The new powers are included among eight specific proposals Nixon has embraced for enhancing the Department of Revenue's ability to track down tax deadbeats and collect what the state is owed.
He is banking first that the legislature will approve the changes to state tax laws. Then he is banking that those changes will generate $22 million next year to help balance the budget and an additional $49 million in the 2012 fiscal year.
The tax-collection changes are one of several ways in which Nixon's proposed $23.9 billion operating budget depends upon future legislative actions. He is counting on Congress to come through with hundreds of millions of dollars of additional stimulus money. He is assuming state legislators will change Medicaid laws. And he is planning on Missouri lawmakers letting the state sweep millions of dollars of unused money from various special state funds into Missouri's general revenue pool.
"There's a good amount of money (in Nixon's budget) that is not really there at this time," Senate Appropriations Committee Chairman Rob Mayer, R-Dexter, observed with a touch of frustration during a budget briefing last week.
Many lawmakers still are not fully aware of the details of Nixon's proposals to increase state revenues, particularly those dealing with tax collections.
Senate Ways and Means Committee Chairman Carl Vogel, R-Jefferson City, said Friday that he plans to sponsor legislation making Nixon's tax collection changes.

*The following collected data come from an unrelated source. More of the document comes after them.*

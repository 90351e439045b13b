//! Rental property records used for topic matching.

use geo::Coord;

/// A holiday-rental property with the tags used for topic matching.
///
/// Coordinates are WGS84 with `x = longitude` and `y = latitude`.
/// `distance_from_town` is travel time from the town focus point in minutes,
/// as curated by the property team; it is compared against a topic profile's
/// distance threshold, never recomputed from coordinates.
///
/// # Examples
/// ```
/// use coveside_core::Property;
///
/// let property = Property::new("allan-7", "7 Allan Drive", "7-allan-drive")
///     .with_location_tags(["waterfront", "town-adjacent"])
///     .with_distance_from_town(3.0)
///     .with_feature_tags(["luxury", "pet-friendly"])
///     .with_nearby_activities(["fishing", "kayaking"]);
///
/// assert_eq!(property.location_tags.len(), 2);
/// ```
#[derive(Debug, Clone, PartialEq)]
#[cfg_attr(feature = "serde", derive(serde::Serialize, serde::Deserialize))]
pub struct Property {
    /// Unique identifier.
    pub id: String,
    /// Display title.
    pub title: String,
    /// URL slug.
    pub slug: String,
    /// Location classification tags, e.g. `"waterfront"`, `"remote"`.
    pub location_tags: Vec<String>,
    /// Travel time from the town focus point, in minutes.
    pub distance_from_town: f64,
    /// Geospatial position, when surveyed.
    pub coordinates: Option<Coord<f64>>,
    /// Feature tags, e.g. `"luxury"`, `"pet-friendly"`.
    pub feature_tags: Vec<String>,
    /// Activities reachable from the property, e.g. `"fishing"`.
    pub nearby_activities: Vec<String>,
    /// Maximum number of guests.
    pub max_guests: u32,
    /// Number of bedrooms.
    pub bedrooms: u32,
}

impl Property {
    /// Construct a property with no tags and zero capacity.
    pub fn new(id: impl Into<String>, title: impl Into<String>, slug: impl Into<String>) -> Self {
        Self {
            id: id.into(),
            title: title.into(),
            slug: slug.into(),
            location_tags: Vec::new(),
            distance_from_town: 0.0,
            coordinates: None,
            feature_tags: Vec::new(),
            nearby_activities: Vec::new(),
            max_guests: 0,
            bedrooms: 0,
        }
    }

    /// Replace the location tags while returning `self` for chaining.
    #[must_use]
    pub fn with_location_tags<I, S>(mut self, tags: I) -> Self
    where
        I: IntoIterator<Item = S>,
        S: Into<String>,
    {
        self.location_tags = tags.into_iter().map(Into::into).collect();
        self
    }

    /// Set the travel time from town while returning `self` for chaining.
    #[must_use]
    pub fn with_distance_from_town(mut self, minutes: f64) -> Self {
        self.distance_from_town = minutes;
        self
    }

    /// Set the coordinates while returning `self` for chaining.
    #[must_use]
    pub fn with_coordinates(mut self, coordinates: Coord<f64>) -> Self {
        self.coordinates = Some(coordinates);
        self
    }

    /// Replace the feature tags while returning `self` for chaining.
    #[must_use]
    pub fn with_feature_tags<I, S>(mut self, tags: I) -> Self
    where
        I: IntoIterator<Item = S>,
        S: Into<String>,
    {
        self.feature_tags = tags.into_iter().map(Into::into).collect();
        self
    }

    /// Replace the nearby activities while returning `self` for chaining.
    #[must_use]
    pub fn with_nearby_activities<I, S>(mut self, activities: I) -> Self
    where
        I: IntoIterator<Item = S>,
        S: Into<String>,
    {
        self.nearby_activities = activities.into_iter().map(Into::into).collect();
        self
    }

    /// Set guest and bedroom capacity while returning `self` for chaining.
    #[must_use]
    pub fn with_capacity(mut self, max_guests: u32, bedrooms: u32) -> Self {
        self.max_guests = max_guests;
        self.bedrooms = bedrooms;
        self
    }
}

But Vogel acknowledged that he wasn't familiar with the provision allowing the state to transfer money out of people's bank accounts.
Unknown perhaps to many Missourians, the Department of Social Services already has a similar power to seize money from people's bank accounts to collect overdue child support. That program works by periodically matching lists of bank account holders with a list of people behind on their child support payments. The banks participate on a voluntary basis.
Missouri sends its list of people with overdue child support to the federal government, which matches it with accounts held in banks that operate in multiple states. For banks that operate only in Missouri, the department contracts with Rhode Island to handle the bank-account matching, said Department of Social Services spokesman Scott Rowson.
But "it's really not a primary tool of ours," Rowson added.
Bank account transfers were used in about 7,000 of the agency's roughly 300,000 child support cases in the 2009 fiscal year, he said.